SQL Notebook

2026-03-06 Data Analysis 8 min read

SQL

All examples use MySQL syntax unless noted. Most of it is standard SQL, but date/string functions differ by database — see the MySQL vs PostgreSQL quick map at the end when working in Postgres.

Basic Query & Sorting

SELECT

SELECT license_plate, entry_time
FROM parking_history;

* returns every column.

Column Aliases

SELECT parking_id,
       parked_hours * 40 AS amount
FROM parking_history;

When you compute something, use AS to give it a clear name.

Removing Duplicates

SELECT DISTINCT parking_type
FROM parking_history;

DISTINCT makes sure the same row does not appear more than once.

ORDER BY Clause

SELECT *
FROM parking_history
ORDER BY entry_time ASC;

ORDER BY sorts the results. ASC means earliest first.

Filtering & Conditions

WHERE Clause

SELECT *
FROM parking_history
WHERE license_plate = 'AAA-1111';

WHERE filters the rows. Here, it returns the details for the license plate AAA-1111.

Conditions with AND, OR, NOT

SELECT license_plate, payment_method, amount, is_electric
FROM payment_history
WHERE (payment_method = 'Credit_Card' AND amount > 5000)
   OR (is_electric = 1);

AND: all conditions must be true.
OR: at least one condition must be true.
NOT: flips a condition.

SQL checks these in this order: NOT → AND → OR. Always use brackets () for complex logic so you don't make a mistake.

Not Equal (<>)

SELECT parking_id, parking_type, entry_time, exit_time
FROM parking_history
WHERE parking_type <> 'monthly';

<> means "not equal". This returns every non-monthly parking record. Same as WHERE NOT parking_type = 'monthly'. <> is shorter and very common.

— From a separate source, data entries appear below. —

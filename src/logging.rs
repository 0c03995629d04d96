//! Logging infrastructure for linkdupes.
//!
//! Structured logging via the `log` facade with an `env_logger` backend.
//! Log levels are determined by (in priority order):
//!
//! 1. `RUST_LOG` environment variable (if set)
//! 2. CLI flags: `--quiet` (error only) or `--verbose` (debug/trace)
//! 3. Default: info level
//!
//! Note that `-v` does double duty: it raises the log level and enables the
//! hashing trace on stdout (see [`crate::config::TraceLevel`]). Warnings
//! about unreadable subtrees or unhashable files go through this channel,
//! so they land on stderr and never interleave with the report.

use env_logger::Builder;
use log::LevelFilter;
use std::env;
use std::io::Write;

/// Initialize the logging subsystem based on CLI verbosity flags.
///
/// Must be called once, before any logging calls are made.
///
/// # Panics
///
/// Panics if called more than once, as `env_logger` can only be
/// initialized once per process.
pub fn init_logging(verbose: u8, quiet: bool) {
    // RUST_LOG wins over CLI flags when set
    let use_env = env::var("RUST_LOG").is_ok();

    let mut builder = Builder::new();

    if use_env {
        builder.parse_default_env();
    } else {
        builder.filter_level(determine_level(verbose, quiet));
    }

    configure_format(&mut builder);
    builder.init();

    log::debug!("Logging initialized at level: {:?}", log::max_level());
}

/// Determine the log level from CLI flags.
fn determine_level(verbose: u8, quiet: bool) -> LevelFilter {
    if quiet {
        LevelFilter::Error
    } else {
        match verbose {
            0 => LevelFilter::Info,
            1 => LevelFilter::Debug,
            _ => LevelFilter::Trace,
        }
    }
}

/// Configure the log format based on build type.
///
/// - Debug builds: timestamp, level, module path (for detailed debugging)
/// - Release builds: compact format (level + message only)
fn configure_format(builder: &mut Builder) {
    #[cfg(debug_assertions)]
    builder.format(|buf, record| {
        let timestamp = buf.timestamp_seconds();
        let level = record.level();
        let level_style = buf.default_level_style(level);
        writeln!(
            buf,
            "{} {level_style}{:<5}{level_style:#} [{}] {}",
            timestamp,
            level,
            record.module_path().unwrap_or("unknown"),
            record.args()
        )
    });

    #[cfg(not(debug_assertions))]
    builder.format(|buf, record| {
        let level = record.level();
        let level_style = buf.default_level_style(level);
        writeln!(
            buf,
            "{level_style}{:<5}{level_style:#} {}",
            level,
            record.args()
        )
    });
}
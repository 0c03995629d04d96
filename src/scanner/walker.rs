//! Sequential directory walker built on `walkdir`.
//!
//! # Overview
//!
//! [`Walker`] traverses one directory tree and yields every regular file
//! under it as a [`FileEntry`]. Symbolic links are never followed and
//! never yielded, whether they point at files or directories. Failures
//! (unreadable directory, vanished entry) are yielded as recoverable
//! [`ScanError`] values, so a bad subtree never ends the walk of its
//! siblings.
//!
//! Entries within each directory are visited in lexicographic file-name
//! order, which makes group membership - and therefore base selection
//! downstream - deterministic across runs and platforms.
//!
//! # Example
//!
//! ```no_run
//! use linkdupes::scanner::Walker;
//! use std::path::Path;
//!
//! let walker = Walker::new(Path::new("/home/user/photos"));
//! let files: Vec<_> = walker.walk().filter_map(Result::ok).collect();
//! println!("Found {} files", files.len());
//! ```

use std::path::{Path, PathBuf};

use walkdir::WalkDir;

use super::{FileEntry, ScanError};

/// Sequential, read-only directory walker.
#[derive(Debug)]
pub struct Walker {
    /// Root path to walk
    root: PathBuf,
}

impl Walker {
    /// Create a new walker for the given root.
    #[must_use]
    pub fn new(path: &Path) -> Self {
        Self {
            root: path.to_path_buf(),
        }
    }

    /// Walk the tree, yielding regular-file entries.
    ///
    /// Restartable: each call starts a fresh traversal from the root.
    /// The walk itself performs no filesystem mutation.
    pub fn walk(&self) -> impl Iterator<Item = Result<FileEntry, ScanError>> + '_ {
        WalkDir::new(&self.root)
            .follow_links(false)
            .sort_by_file_name()
            .into_iter()
            .filter_map(move |entry_result| match entry_result {
                Ok(entry) => {
                    let file_type = entry.file_type();

                    // Symlinks are skipped outright, never dereferenced
                    if file_type.is_symlink() {
                        log::trace!("Skipping symlink: {}", entry.path().display());
                        return None;
                    }
                    if !file_type.is_file() {
                        return None;
                    }

                    match entry.metadata() {
                        Ok(metadata) => {
                            Some(Ok(FileEntry::new(entry.into_path(), metadata.len())))
                        }
                        Err(e) => Some(Err(map_walkdir_error(entry.path().to_path_buf(), e))),
                    }
                }
                Err(e) => {
                    let path = e
                        .path()
                        .map_or_else(|| self.root.clone(), Path::to_path_buf);
                    Some(Err(map_walkdir_error(path, e)))
                }
            })
    }
}

/// Convert a walkdir error into a [`ScanError`], classifying by I/O kind.
fn map_walkdir_error(path: PathBuf, error: walkdir::Error) -> ScanError {
    use std::io::ErrorKind;

    match error.io_error().map(std::io::Error::kind) {
        Some(ErrorKind::PermissionDenied) => ScanError::PermissionDenied(path),
        Some(ErrorKind::NotFound) => ScanError::NotFound(path),
        _ => ScanError::Io {
            path,
            source: error
                .into_io_error()
                .unwrap_or_else(|| std::io::Error::other("walk error")),
        },
    }
}

#[cfg(test)]
mod tests {
    use super::*;
    use std::fs::{self, File};
    use std::io::Write;
    use tempfile::TempDir;

    /// Create a test directory with some files.
    fn create_test_dir() -> TempDir {
        let dir = TempDir::new().unwrap();

        let mut f = File::create(dir.path().join("file1.txt")).unwrap();
        writeln!(f, "Hello, world!").unwrap();

        let mut f = File::create(dir.path().join("file2.txt")).unwrap();
        writeln!(f, "Another file").unwrap();

        let subdir = dir.path().join("subdir");
        fs::create_dir(&subdir).unwrap();
        let mut f = File::create(subdir.join("nested.txt")).unwrap();
        writeln!(f, "Nested file content").unwrap();

        dir
    }

    #[test]
    fn test_walker_finds_files() {
        let dir = create_test_dir();
        let walker = Walker::new(dir.path());

        let files: Vec<_> = walker.walk().filter_map(Result::ok).collect();

        assert_eq!(files.len(), 3);
        for file in &files {
            assert!(file.size > 0);
            assert!(file.path.exists());
        }
    }

    #[test]
    fn test_walker_yields_empty_files() {
        // Empty files are the index's business to discard, not the walker's
        let dir = create_test_dir();
        File::create(dir.path().join("empty.txt")).unwrap();

        let walker = Walker::new(dir.path());
        let files: Vec<_> = walker.walk().filter_map(Result::ok).collect();

        assert_eq!(files.len(), 4);
        assert!(files.iter().any(|f| f.size == 0));
    }

    #[test]
    fn test_walker_is_deterministic() {
        let dir = create_test_dir();
        let walker = Walker::new(dir.path());

        let first: Vec<_> = walker.walk().filter_map(Result::ok).collect();
        let second: Vec<_> = walker.walk().filter_map(Result::ok).collect();

        assert_eq!(first, second);

        // Lexicographic within a directory
        let names: Vec<_> = first
            .iter()
            .filter(|f| f.path.parent() == Some(dir.path()))
            .map(|f| f.path.file_name().unwrap().to_os_string())
            .collect();
        let mut sorted = names.clone();
        sorted.sort();
        assert_eq!(names, sorted);
    }

    #[test]
    #[cfg(unix)]
    fn test_walker_skips_symlinks() {
        use std::os::unix::fs::symlink;

        let dir = create_test_dir();
        symlink(
            dir.path().join("file1.txt"),
            dir.path().join("link_to_file.txt"),
        )
        .unwrap();
        symlink(dir.path().join("subdir"), dir.path().join("link_to_dir")).unwrap();

        let walker = Walker::new(dir.path());
        let files: Vec<_> = walker.walk().filter_map(Result::ok).collect();

        // Only the three real files; neither symlink is followed or yielded
        assert_eq!(files.len(), 3);
        for file in &files {
            let name = file.path.file_name().unwrap().to_str().unwrap();
            assert!(!name.starts_with("link_"));
        }
    }

    #[test]
    fn test_walker_handles_nonexistent_root() {
        let walker = Walker::new(Path::new("/nonexistent/path/12345"));

        let results: Vec<_> = walker.walk().collect();

        // Errors, not panics; and nothing yielded as a file
        assert!(!results.is_empty());
        assert!(results.iter().all(Result::is_err));
    }

    #[test]
    #[cfg(unix)]
    fn test_walker_reports_unreadable_subtree_and_continues() {
        use std::os::unix::fs::PermissionsExt;

        let dir = create_test_dir();
        let locked = dir.path().join("locked");
        fs::create_dir(&locked).unwrap();
        let mut f = File::create(locked.join("hidden.txt")).unwrap();
        writeln!(f, "secret").unwrap();
        fs::set_permissions(&locked, fs::Permissions::from_mode(0o000)).unwrap();

        // Root can read anything; the scenario only works unprivileged
        if effective_uid() == Some(0) {
            fs::set_permissions(&locked, fs::Permissions::from_mode(0o755)).unwrap();
            return;
        }

        let walker = Walker::new(dir.path());
        let results: Vec<_> = walker.walk().collect();
        let ok_count = results.iter().filter(|r| r.is_ok()).count();
        let err_count = results.iter().filter(|r| r.is_err()).count();

        // The three readable files still come through, plus an error for
        // the locked subtree
        assert_eq!(ok_count, 3);
        assert!(err_count >= 1);

        fs::set_permissions(&locked, fs::Permissions::from_mode(0o755)).unwrap();
    }

    /// Owner of a file this process just created == effective uid.
    #[cfg(unix)]
    fn effective_uid() -> Option<u32> {
        use std::os::unix::fs::MetadataExt;
        let dir = TempDir::new().ok()?;
        let probe = dir.path().join("probe");
        File::create(&probe).ok()?;
        fs::metadata(&probe).ok().map(|m| m.uid())
    }
}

Check for Missing Values (IS NULL)

SELECT station_code, license_plate, entry_time
FROM parking_history
WHERE exit_time IS NULL;

IS NULL finds rows with no value (the car is still parked).
Never use = NULL or <> NULL — they don't work.
Use IS NULL or IS NOT NULL only.

Date Range (BETWEEN or >= / <)

SELECT COUNT(*) AS total_cars
FROM parking_history
WHERE entry_time >= '2025-01-01'
  AND entry_time <  '2026-01-01';

The best way to cover a full year: >= start AND < next_year_start.
Safe even with timestamps (hours, minutes, seconds).
BETWEEN also works, but it can miss records on Dec 31 if the time is not exactly 00:00:00.

IN (Match a List)

SELECT station_code, station_name, open_date
FROM management_table
WHERE YEAR(open_date) IN (2025, 2024, 2023);

IN checks if the value is in the list. Cleaner than many ORs.

Pattern Matching (LIKE)

SELECT station_code, license_plate
FROM parking_history
WHERE license_plate LIKE 'E%';

LIKE finds text patterns. - % = any characters (zero or more) - _ = exactly one character

Aggregation & Grouping

Aggregate Functions

SELECT station_code,
       COUNT(*) AS vehicle_count,
       AVG(TIMESTAMPDIFF(MINUTE, entry_time, exit_time)) AS avg_duration_mins,
       MAX(TIMESTAMPDIFF(MINUTE, entry_time, exit_time)) AS max_duration_mins,
       MIN(TIMESTAMPDIFF(MINUTE, entry_time, exit_time)) AS min_duration_mins
FROM parking_history
WHERE exit_time IS NOT NULL
GROUP BY station_code;

Per group: COUNT(*) → row count, AVG() → average, MAX/MIN → highest / lowest value.
Use WHERE first to filter rows before grouping.

Basic Grouping (GROUP BY)

SELECT station_code, COUNT(*) AS total_entries
FROM parking_history
GROUP BY station_code
ORDER BY total_entries DESC;

Group by Several Columns

SELECT city, station_type, COUNT(*) AS station_count
FROM management_table
GROUP BY city, station_type
ORDER BY city, station_type;

GROUP BY city, then station_type.

Grouping via Expressions

SELECT HOUR(entry_time) AS entry_hour,
       COUNT(*) AS traffic_volume
FROM parking_history
GROUP BY HOUR(entry_time)
ORDER BY entry_hour;

GROUP BY HOUR(entry_time) → hourly buckets (0–23). You can analyze trends without adding extra columns.

Filter Groups (HAVING)

SELECT station_code, COUNT(*) AS total_visits
FROM parking_history
GROUP BY station_code
HAVING COUNT(*) > 1000;

HAVING filters AFTER grouping.
WHERE filters BEFORE (raw rows).
You cannot use HAVING on non-aggregates.

Add Totals (ROLLUP)

SELECT payment_method, COUNT(*) AS tx_count
FROM payment_history
GROUP BY payment_method WITH ROLLUP;

WITH ROLLUP adds subtotal rows + a grand total (NULL row). Quick reports without extra queries.

Table Joins

FROM Clause & Table Aliases

SELECT ph.station_code, ph.entry_time, py.amount
FROM parking_history ph
JOIN payment_history py
  ON py.parking_id = ph.parking_id;

FROM tells the query which table to read. Short aliases (like ph, py) make the query shorter and easier to read, especially when you join tables.

Inner Join (Most Common)

SELECT ph.license_plate, ph.entry_time, mt.bd_name, mt.city
FROM parking_history ph
INNER JOIN management_table mt
  ON ph.station_code = mt.station_code;

INNER JOIN keeps only rows that have a match in both tables.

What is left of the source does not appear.